Je dois, avant tout, reconnaitre que vous avez eu la chance ou la malchance de naître dans la haute ou la moyenne bourgeoise ; l’ancienne ou la nouvelle. Vous avez eu la chance ou la malchance de naître dans du beurre et d’être bercés sur l’argent ; aujourd’hui, vous roulez sur l’or.

Contrairement à vos pairs de la basse classe, fils de cultivateurs, de petits fonctionnaires et de petits commerçants, vous, vous n’avez jamais connu la misère. Vous avez vécu comme les petits enfants des bourgeois occidentaux, vous avez connu toutes les couleurs et tous les goûts du luxe.

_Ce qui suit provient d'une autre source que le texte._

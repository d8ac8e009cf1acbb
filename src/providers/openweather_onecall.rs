//! OpenWeatherMap One Call (`/data/3.0/onecall`), current block only.
//!
//! Richer than the free endpoint: wave height, period and bearing are used
//! when the payload carries them. Missing wave height is estimated from wind,
//! missing period defaults to 8 s, and missing wave bearing follows the wind.

use super::{credential, endpoint, get_json, Provider, Unavailable, MS_TO_KMH};
use crate::simulate::Simulator;
use crate::{Cardinal, Coordinates, Fragment, Readings};
use async_trait::async_trait;
use serde::Deserialize;
use std::sync::Arc;
use tracing::debug;

pub const SOURCE: &str = "OpenWeatherMap OneCall";

const DEFAULT_WAVE_PERIOD_S: f64 = 8.0;

#[derive(Debug, Deserialize)]
pub(crate) struct OneCallResponse {
    #[serde(default)]
    current: Option<Current>,
}

#[derive(Debug, Deserialize)]
struct Current {
    temp: Option<f64>,
    /// m/s with `units=metric`
    wind_speed: Option<f64>,
    wind_deg: Option<f64>,
    #[serde(default)]
    wave_height: Option<f64>,
    #[serde(default)]
    wave_period: Option<f64>,
    #[serde(default)]
    wave_deg: Option<f64>,
}

#[derive(Debug, Clone)]
pub struct OpenWeatherOneCall {
    client: reqwest::Client,
    base_url: String,
    api_key: Option<String>,
    estimates: Arc<Simulator>,
}

impl OpenWeatherOneCall {
    pub fn new(
        client: reqwest::Client,
        base_url: impl Into<String>,
        api_key: Option<String>,
        estimates: Arc<Simulator>,
    ) -> Self {
        Self {
            client,
            base_url: base_url.into(),
            api_key,
            estimates,
        }
    }
}

#[async_trait]
impl Provider for OpenWeatherOneCall {
    fn source(&self) -> &'static str {
        SOURCE
    }

    async fn fetch(&self, coords: Coordinates) -> Result<Fragment, Unavailable> {
        let key = credential(&self.api_key)?;
        let url = endpoint(&self.base_url, "/data/3.0/onecall");

        debug!(source = SOURCE, lat = coords.lat, lon = coords.lon, "requesting one call");

        let request = self.client.get(&url).query(&[
            ("lat", coords.lat.to_string()),
            ("lon", coords.lon.to_string()),
            ("exclude", "minutely,hourly,daily,alerts".to_string()),
            ("appid", key.to_string()),
            ("units", "metric".to_string()),
        ]);
        let payload: OneCallResponse = get_json(SOURCE, request).await?;
        normalize(&payload, &self.estimates)
    }
}

pub(crate) fn normalize(
    payload: &OneCallResponse,
    estimates: &Simulator,
) -> Result<Fragment, Unavailable> {
    let current = payload
        .current
        .as_ref()
        .ok_or_else(|| Unavailable::Malformed("missing current".to_string()))?;
    let speed_ms = current
        .wind_speed
        .ok_or_else(|| Unavailable::Malformed("missing current.wind_speed".to_string()))?;
    let temp = current
        .temp
        .ok_or_else(|| Unavailable::Malformed("missing current.temp".to_string()))?;

    let wind_direction = Cardinal::from_degrees(current.wind_deg.unwrap_or(0.0));
    let wind_speed_kmh = speed_ms * MS_TO_KMH;

    let wave_height_m = current
        .wave_height
        .unwrap_or_else(|| estimates.wave_height_from_wind(wind_speed_kmh));
    let wave_direction = current
        .wave_deg
        .map(Cardinal::from_degrees)
        .unwrap_or(wind_direction);

    let readings = Readings {
        wave_height_m,
        wave_direction,
        wave_period_s: current.wave_period.unwrap_or(DEFAULT_WAVE_PERIOD_S),
        water_temperature_c: temp,
        wind_speed_kmh,
        wind_direction,
    };
    Ok(Fragment::new(readings, SOURCE)?)
}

Vous avez fréquenté les meilleures écoles d’ici et d’ailleurs ; pas forcément à cause de votre mérite, mais à cause de votre origine sociale. On vous qualifie même d’ « enfants bien nés ». Vous êtes ou, vous avez été, ou encore vous serez, dans  les meilleures universités du monde ; profitant ainsi de bourses d’études acquises dans des conditions qui restent à élucider. Tant mieux   d’ailleurs !

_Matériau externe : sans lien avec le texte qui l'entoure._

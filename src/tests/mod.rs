//! # Test Suite for the Fallback Chain and Cache
//!
//! Scripted providers and a manual clock make every scenario deterministic:
//! no network, no wall-clock waits.

mod chain_tests;

use crate::chain::FallbackChain;
use crate::clock::{Clock, ManualClock};
use crate::providers::{Provider, Unavailable};
use crate::simulate::Simulator;
use crate::{Cardinal, Coordinates, Fragment, Location, Readings};
use async_trait::async_trait;
use chrono::{DateTime, TimeZone, Utc};
use std::sync::atomic::{AtomicUsize, Ordering};
use std::sync::Arc;
use std::time::Duration;

/// Provider that returns a fixed outcome and counts how often it was asked.
pub(crate) struct ScriptedProvider {
    source: &'static str,
    outcome: Result<Fragment, Unavailable>,
    delay: Option<Duration>,
    calls: AtomicUsize,
}

impl ScriptedProvider {
    pub(crate) fn succeeding(source: &'static str) -> Arc<Self> {
        Arc::new(Self {
            source,
            outcome: Ok(fragment(source)),
            delay: None,
            calls: AtomicUsize::new(0),
        })
    }

    pub(crate) fn failing(source: &'static str, reason: Unavailable) -> Arc<Self> {
        Arc::new(Self {
            source,
            outcome: Err(reason),
            delay: None,
            calls: AtomicUsize::new(0),
        })
    }

    /// Succeeds after sleeping, to widen race windows.
    pub(crate) fn slow(source: &'static str, delay: Duration) -> Arc<Self> {
        Arc::new(Self {
            source,
            outcome: Ok(fragment(source)),
            delay: Some(delay),
            calls: AtomicUsize::new(0),
        })
    }

    pub(crate) fn calls(&self) -> usize {
        self.calls.load(Ordering::SeqCst)
    }
}

#[async_trait]
impl Provider for ScriptedProvider {
    fn source(&self) -> &'static str {
        self.source
    }

    async fn fetch(&self, _coords: Coordinates) -> Result<Fragment, Unavailable> {
        self.calls.fetch_add(1, Ordering::SeqCst);
        if let Some(delay) = self.delay {
            tokio::time::sleep(delay).await;
        }
        self.outcome.clone()
    }
}

pub(crate) fn fragment(source: &'static str) -> Fragment {
    Fragment::new(
        Readings {
            wave_height_m: 1.4,
            wave_direction: Cardinal::Sul,
            wave_period_s: 10.0,
            water_temperature_c: 23.0,
            wind_speed_kmh: 14.4,
            wind_direction: Cardinal::Sudeste,
        },
        source,
    )
    .expect("test readings are valid")
}

pub(crate) fn start_time() -> DateTime<Utc> {
    Utc.with_ymd_and_hms(2025, 1, 10, 12, 0, 0).unwrap()
}

pub(crate) fn copacabana() -> Location {
    Location::new("Copacabana", -22.9714, -43.1823)
}

/// Chain over scripted providers with a seeded simulator and shared clock.
pub(crate) fn chain_with(
    providers: &[Arc<ScriptedProvider>],
    clock: Arc<ManualClock>,
) -> FallbackChain {
    let providers: Vec<Arc<dyn Provider>> = providers
        .iter()
        .map(|p| p.clone() as Arc<dyn Provider>)
        .collect();
    let clock: Arc<dyn Clock> = clock;
    FallbackChain::new(providers, Arc::new(Simulator::seeded(99)), clock)
}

Vos parents ont, pour cela, payé le prix pour que vous viviez comme de petits princes héritiers. Beaucoup d’entre eux ont dû « marcher à quatre pattes » afin que vous soyez ce que vous êtes aujourd’hui. Mais, ce n’est pas fortuit ! Un jour ou l’autre, il faudrait que vous montriez que vous êtes dignes de vos parents. Vous devez assurer la relève, leur relève. Aujourd’hui, ils sont vos protecteurs, demain, vous serez les leur. A travers vous, ils doivent se rassurer que leurs arrières sont bien couvertes contre d’éventuelles poursuites pour corruption et mauvaise gouvernance ; bref pour des crimes économiques et/ou politiques qu’ils auraient commis. Ils doivent aussi se rassurer que leurs biens mobiliers et immobiliers mal acquis et leurs comptes en banque dans les paradis fiscaux seront dans de bonnes mains et que leur dynastie règnerait pendant longtemps comme c’est le cas depuis l’indépendance de notre pays. Raison de plus pour eux de s’arc-bouter aux affaires jusqu’à ce que vous soyez capables de les substituer.

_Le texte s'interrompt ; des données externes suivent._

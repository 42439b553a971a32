//! Pearson correlation matrix for the heatmap.

use anofox_statistics::correlation::pearson;

/// Fewer complete pairs than this leave a coefficient undefined.
const MIN_COMPLETE_PAIRS: usize = 3;

/// Pairwise Pearson correlation of the given columns.
///
/// Each pair uses only the rows where both values are present. A coefficient
/// is `None` when fewer than three such rows exist or either side is constant.
pub(crate) fn correlation_matrix(columns: &[Vec<Option<f64>>]) -> Vec<Vec<Option<f64>>> {
    let size = columns.len();
    let mut matrix = vec![vec![None; size]; size];

    for i in 0..size {
        for j in i..size {
            let (x, y) = complete_pairs(&columns[i], &columns[j]);
            let r = if i == j {
                self_correlation(&x)
            } else {
                pearson_estimate(&x, &y)
            };
            matrix[i][j] = r;
            matrix[j][i] = r;
        }
    }

    matrix
}

fn complete_pairs(a: &[Option<f64>], b: &[Option<f64>]) -> (Vec<f64>, Vec<f64>) {
    a.iter()
        .zip(b.iter())
        .filter_map(|pair| match pair {
            (Some(x), Some(y)) if x.is_finite() && y.is_finite() => Some((*x, *y)),
            _ => None,
        })
        .unzip()
}

fn pearson_estimate(x: &[f64], y: &[f64]) -> Option<f64> {
    if x.len() < MIN_COMPLETE_PAIRS || is_constant(x) || is_constant(y) {
        return None;
    }

    match pearson(x, y, None) {
        // rounding can push |r| a hair past 1
        Ok(result) if result.estimate.is_finite() => Some(result.estimate.clamp(-1.0, 1.0)),
        _ => None,
    }
}

/// The diagonal is 1 wherever the column's own coefficient is defined.
fn self_correlation(values: &[f64]) -> Option<f64> {
    (values.len() >= MIN_COMPLETE_PAIRS && !is_constant(values)).then_some(1.0)
}

fn is_constant(values: &[f64]) -> bool {
    values.windows(2).all(|w| w[0] == w[1])
}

Chers frères et sœurs, héritiers du système,

Voyez-vous ? Ce n’est pas pour rien que vos parents prennent extrêmement soin de vous ; ils veillent sur vous comme de l’huile sur du feu. Ils sont très regardants sur vos fréquentations et vos choix. Ils craignent que vous n’exposiez le système et que vous ne le conduisiez à sa chute. Ils veillent donc aux grains !

Chers frères et sœurs, héritiers du système,

Laissez-moi vous dire aujourd’hui : nous serions très heureux de vous voir, un jour, aux affaires ; dans les hautes sphères de l’administration à tous les niveaux. Nous n’en avons même pas le choix !

Bien avant, j’ai quelques doléances à vous demander :

Primo : accepter de vous former afin d’être vraiment capables de nous sortir dans cette merde dans laquelle vos parents et arrières-parents nous ont foutu depuis toujours. Vous ne partez pas dans les pays de l’occident ou de l’orient pour une simple promenade de santé comme des touristes. Cherchez à très bien maitriser leur science, leurs techniques et leurs technologies et ramenez-les-nous.

Secondo : une fois aux affaires, prière de ne pas mimer vos parents et arrières-parents qui nous ont jeté dans ce puits. Je vous suggère de bien vouloir, le moment venu :

  • varier les couleurs du système
  • moderniser le système
  • ouvrir le système au mérite
  • démocratiser le système
  • libéraliser le système
  • bref, refonder le système.

Tertio : Soyez des hommes du peuple, proche, très proche du peuple ; des hommes de foi et de morale, non des ‘’princes machiavéliques’’ qui marchent sur des cadavres en guise de tapis rouge.

La reproduction sociale, oui. Mais, non à la reproduction d’un système qui broie ou maintient son peuple dans un enfer terrestre.